Ethinylestradiol/norethisterone acetate

Combination of
- Ethinylestradiol: Estrogen
- Norethisterone acetate: Progestogen

Clinical data
- Trade names: Femlyv, Estrostep, Loestrin, Microgestin, others
- Other names: EE/NETA
- AHFS/Drugs.com: Professional Drug Facts
- License data: US DailyMed: Norethindrone acetate and ethinyl estradiol;
- Routes of administration: By mouth
- ATC code: G03AB04 (WHO) ;

Legal status
- Legal status: CA: ℞-only; US: ℞-only;

Identifiers
- CAS Number: 8015-12-1;
- PubChem CID: 63020;
- KEGG: D04483;

Chemical and physical data
- 3D model (JSmol): Interactive image;
- SMILES CC(=O)OC1(CCC2C1(CCC3C2CCC4=CC(=O)CCC34)C)C#C.CC12CCC3C(C1CCC2(C#C)O)CCC4=C3C=CC(=C4)O;
- InChI InChI=1S/C22H28O3.C20H24O2/c1-4-22(25-14(2)23)12-10-20-19-7-5-15-13-16(24)6-8-17(15)18(19)9-11-21(20,22)3;1-3-20(22)11-9-18-17-6-4-13-12-14(21)5-7-15(13)16(17)8-10-19(18,20)2/h1,13,17-20H,5-12H2,2-3H3;1,5,7,12,16-18,21-22H,4,6,8-11H2,2H3/t17-,18+,19+,20-,21-,22-;16-,17-,18+,19+,20+/m01/s1; Key:GEONECATAKDDLT-JDSZYESASA-N;

= Ethinylestradiol/norethisterone acetate =

Pharmaceutical combination

Ethinylestradiol/norethisterone acetate (EE/NETA), or ethinylestradiol/norethindrone acetate, is a combination of ethinylestradiol (EE) and norethisterone acetate (NETA) which is used as birth control and menopausal hormone therapy.
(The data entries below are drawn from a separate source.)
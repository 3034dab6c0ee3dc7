use std::sync::Arc;

use anyhow::{Context, Result};

use crate::{
    application::{self, ApplicationStorage, ReferenceClients},
    config::RegistryConfig,
    registry::Scheme,
    storage::{EtcdStorage, Storage},
};

/// Every store the registry serves, built once at startup.
pub struct Registry {
    pub scheme: Arc<Scheme>,
    pub applications: ApplicationStorage,
}

/// The resource types known to the registry, under `prefix`.
pub fn scheme(prefix: &str) -> Result<Arc<Scheme>> {
    application::register(Scheme::builder(prefix))
        .build()
        .with_context(|| "Failed to build scheme".to_string())
}

impl Registry {
    /// Connects to etcd and looks referenced resources up over HTTP.
    pub fn from_config(config: &RegistryConfig) -> Result<Registry> {
        let pool = config
            .etcd
            .create_pool()
            .with_context(|| "Failed to create etcd client pool".to_string())?;
        let clients = ReferenceClients::http(
            &config.lookup.api_server_url,
            config.lookup.timeout(),
        )?;
        tracing::info!(
            "Using etcd at {:?} under {}, looking up references at {}",
            config.etcd.endpoints,
            config.etcd.prefix,
            config.lookup.api_server_url
        );
        Self::new(config, Arc::new(EtcdStorage::new(pool)), clients)
    }

    pub fn new(
        config: &RegistryConfig,
        storage: Arc<dyn Storage>,
        clients: ReferenceClients,
    ) -> Result<Registry> {
        let scheme = scheme(&config.etcd.prefix)?;
        let applications = ApplicationStorage::new(
            &scheme,
            storage,
            Arc::new(clients),
            config.validation.backend_errors,
        )
        .with_context(|| "Failed to create application storage".to_string())?;
        Ok(Registry {
            scheme,
            applications,
        })
    }
}
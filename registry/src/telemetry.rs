/// Installs the global fmt subscriber, logging the registry crate at `level`.
///
/// `RUST_LOG` is overwritten. Calling this twice keeps the first subscriber.
pub fn init(level: &str) {
    std::env::set_var("RUST_LOG", format!("registry={}", level));
    if tracing_subscriber::fmt::try_init().is_err() {
        tracing::debug!("Tracing subscriber already installed");
    }
}

#[cfg(test)]
mod tests {
    #[test]
    fn init_twice() {
        super::init("debug");
        super::init("info");
        assert_eq!(std::env::var("RUST_LOG").unwrap(), "registry=info");
    }
}
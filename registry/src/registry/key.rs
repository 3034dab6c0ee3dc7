use resources::validation::name_is_dns_label;

use super::StoreError;

/// Maps object identity onto storage keys.
///
/// Namespaced kinds live at `<prefix>/<namespace>/<name>`,
/// cluster-scoped kinds at `<prefix>/<name>`.
#[derive(Debug, Clone, PartialEq, Eq)]
pub struct KeyStrategy {
    prefix: String,
    namespaced: bool,
}

impl KeyStrategy {
    pub fn namespaced(prefix: &str) -> Self {
        KeyStrategy {
            prefix: prefix.trim_end_matches('/').to_owned(),
            namespaced: true,
        }
    }

    pub fn cluster(prefix: &str) -> Self {
        KeyStrategy {
            prefix: prefix.trim_end_matches('/').to_owned(),
            namespaced: false,
        }
    }

    pub fn prefix(&self) -> &str {
        &self.prefix
    }

    pub fn is_namespaced(&self) -> bool {
        self.namespaced
    }

    /// Key under which every object of `namespace` is stored.
    /// Cluster-scoped kinds ignore the namespace.
    pub fn root_key(&self, namespace: &str) -> String {
        if self.namespaced && !namespace.is_empty() {
            format!("{}/{}", self.prefix, namespace)
        } else {
            self.prefix.to_owned()
        }
    }

    pub fn item_key(&self, namespace: &str, name: &str) -> Result<String, StoreError> {
        if self.namespaced && namespace.is_empty() {
            return Err(StoreError::BadRequest(
                "namespace parameter required".to_string(),
            ));
        }
        let reasons = name_is_dns_label(name);
        if !reasons.is_empty() {
            return Err(StoreError::InvalidName {
                name: name.to_owned(),
                reasons,
            });
        }
        Ok(format!("{}/{}", self.root_key(namespace), name))
    }

    /// Inverse of [`KeyStrategy::item_key`]: returns `(namespace, name)`.
    pub fn parse_key(&self, key: &str) -> Option<(String, String)> {
        let rest = key.strip_prefix(&self.prefix)?.strip_prefix('/')?;
        if self.namespaced {
            let (namespace, name) = rest.split_once('/')?;
            if namespace.is_empty() || name.is_empty() || name.contains('/') {
                return None;
            }
            Some((namespace.to_owned(), name.to_owned()))
        } else {
            if rest.is_empty() || rest.contains('/') {
                return None;
            }
            Some((String::new(), rest.to_owned()))
        }
    }
}

#[cfg(test)]
mod tests {
    use super::*;

    #[test]
    fn namespaced_keys() {
        let keys = KeyStrategy::namespaced("/registry/applications/");
        assert_eq!(keys.root_key("dev"), "/registry/applications/dev");
        assert_eq!(
            keys.item_key("dev", "shop").unwrap(),
            "/registry/applications/dev/shop"
        );
        assert!(matches!(
            keys.item_key("", "shop"),
            Err(StoreError::BadRequest(_))
        ));
    }

    #[test]
    fn cluster_keys() {
        let keys = KeyStrategy::cluster("/registry/nodes");
        assert_eq!(keys.root_key("dev"), "/registry/nodes");
        assert_eq!(keys.item_key("", "node-1").unwrap(), "/registry/nodes/node-1");
        assert_eq!(
            keys.parse_key("/registry/nodes/node-1"),
            Some((String::new(), "node-1".to_string()))
        );
    }

    #[test]
    fn illegal_names_are_rejected() {
        let keys = KeyStrategy::namespaced("/registry/applications");
        for name in ["", "Shop", "-shop", "shop/evil", "a b"] {
            assert!(
                matches!(keys.item_key("dev", name), Err(StoreError::InvalidName { .. })),
                "{} should be rejected",
                name
            );
        }
    }

    #[test]
    fn key_round_trip() {
        let keys = KeyStrategy::namespaced("/registry/applications");
        for (namespace, name) in [("dev", "shop"), ("team-a", "a"), ("x1", "web-frontend-0")] {
            let key = keys.item_key(namespace, name).unwrap();
            assert_eq!(
                keys.parse_key(&key),
                Some((namespace.to_string(), name.to_string()))
            );
        }
        assert_eq!(keys.parse_key("/registry/applications/dev"), None);
        assert_eq!(keys.parse_key("/registry/other/dev/shop"), None);
    }
}
//! Storage-backed registry for Application resources.
//!
//! [`registry`] holds the generic store every resource type is served
//! through, [`application`] the Application specific hooks and
//! [`storage`] the etcd and in-memory backends.

pub mod application;
pub mod bootstrap;
pub mod config;
pub mod registry;
pub mod storage;
pub mod telemetry;

pub use bootstrap::Registry;
pub use config::RegistryConfig;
EE is an estrogen, while norethisterone acetate (NETA) is a progestin. It is taken by mouth. Some preparations of EE/NETA used in birth control additionally contain an iron supplement in the form of ferrous fumarate.

Norethindrone acetate and ethinyl estradiol have been approved in the US for the prevention of pregnancy as a swallowable tablet since 1968. In 2022, the combination of ethinylestradiol with norethisterone or with norethisterone acetate was the 80th most commonly prescribed medication in the United States, with more than 8 million prescriptions. It is available as a generic medication.

== Medical uses ==
Ethinylestradiol/norethisterone acetate is indicated for use by females of reproductive potential to prevent pregnancy.

Ethinylestradiol/norethisterone acetate is also indicated in women with an intact uterus for the treatment of moderate to severe vasomotor symptoms associated with the menopause; and for prevention of postmenopausal osteoporosis.

==Society and culture==
=== Legal status ===
In July 2024, the US Food and Drug Administration (FDA) approved Femlyv, the first orally disintegrating tablet for the prevention of pregnancy. Norethindrone acetate and ethinyl estradiol have been approved in the US for the prevention of pregnancy as a swallowable tablet since 1968.

===Brand names===
Brand names include Anovlar, Blisovi, Cumorit, Estrostep, Femhrt, Femlyv, Fyavolv, Gildess, Junel, Larin, Leribane, Loestrin, Lo Loestrin (Lo Lo), Mibelas, Microgestin, Minastrin, Norlestrin, Primodos, Taytulla, and Tri-Legest, among others.